Только администраторы, которым можно доверять учетным данным компьютера и пользователей, могут настроить делегирования. Администраторы домена и Enterprise администраторы имеют эти учетные данные. Процедура, позволяющая доверять пользователю для делегирования, зависит от уровня функциональности домена.
Пользователь или машинный объект, который получает это право, должен иметь доступ к флагам управления учетной записью. Серверный процесс, работающий на устройстве (или в пользовательском контексте), которому доверяется делегирование, может получить доступ к ресурсам на другом компьютере с помощью делегирования учетных данных клиента. Однако учетная запись клиента должна иметь доступ к флагам управления учетной записью на объекте.
Возможные значения
Рекомендации
Location
Computer Configuration\Windows Settings\Security Settings\Local Policies\User Rights Assignment
Значения по умолчанию
В следующей таблице перечислены фактические и эффективные значения политики по умолчанию для последних поддерживаемых версий Windows. Значения по умолчанию также можно найти на странице свойств политики.
| Тип сервера или объект групповой политики | Значение по умолчанию |
|---|---|
| Default Domain Policy | Не определено |
| Политика контроллера домена по умолчанию | Не определено |
| Параметры по умолчанию для автономного сервера | Не определено |
| Действующие параметры по умолчанию для контроллера домена | Администраторы |
| Действующие параметры по умолчанию для рядового сервера | Администраторы |
| Действующие параметры по умолчанию для клиентского компьютера | Администраторы |
Управление политикой
В этом разделе описываются функции, средства и рекомендации, которые помогут вам управлять этой политикой.

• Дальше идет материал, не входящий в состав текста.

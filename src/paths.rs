//! Offline-store path derivation.

use std::path::PathBuf;

/// Derive the offline-store file path for an account.
///
/// `data_folder` must already end with a path separator. The literal
/// `(1)` suffix is required by the host client's naming convention; the
/// store is not recognized without it.
pub fn offline_store_path(data_folder: &str, email: &str, profile_name: &str) -> String {
    format!("{data_folder}{email} - {profile_name}(1).ost")
}

/// Default data folder: the client's store directory under the per-user
/// local data directory, with a trailing separator.
pub fn default_data_folder() -> Option<String> {
    let base = dirs::data_local_dir()?;
    Some(join_with_separator(base, &["Microsoft", "Outlook"]))
}

fn join_with_separator(base: PathBuf, parts: &[&str]) -> String {
    let mut folder = base;
    for part in parts {
        folder.push(part);
    }
    let mut s = folder.to_string_lossy().into_owned();
    s.push(std::path::MAIN_SEPARATOR);
    s
}

#[cfg(test)]
mod tests {
    use super::*;

    #[test]
    fn test_offline_store_path_literal_suffix() {
        assert_eq!(
            offline_store_path("C:\\data\\", "a@x.com", "P"),
            "C:\\data\\a@x.com - P(1).ost"
        );
    }

    #[test]
    fn test_default_data_folder_has_trailing_separator() {
        if let Some(folder) = default_data_folder() {
            assert!(folder.ends_with(std::path::MAIN_SEPARATOR));
            assert!(folder.contains("Outlook"));
        }
    }
}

Изменение этого параметра может повлиять на совместимость с клиентами, службами и приложениями.
Перезагрузка устройства не требуется для того, чтобы этот параметр политики был эффективным.
Изменения прав пользователя вступают в силу при его следующем входе в учетную запись.
Групповая политика
Это право пользователя определяется в объекте групповой политики контроллера домена по умолчанию и в локальной политике безопасности рабочих станций и серверов.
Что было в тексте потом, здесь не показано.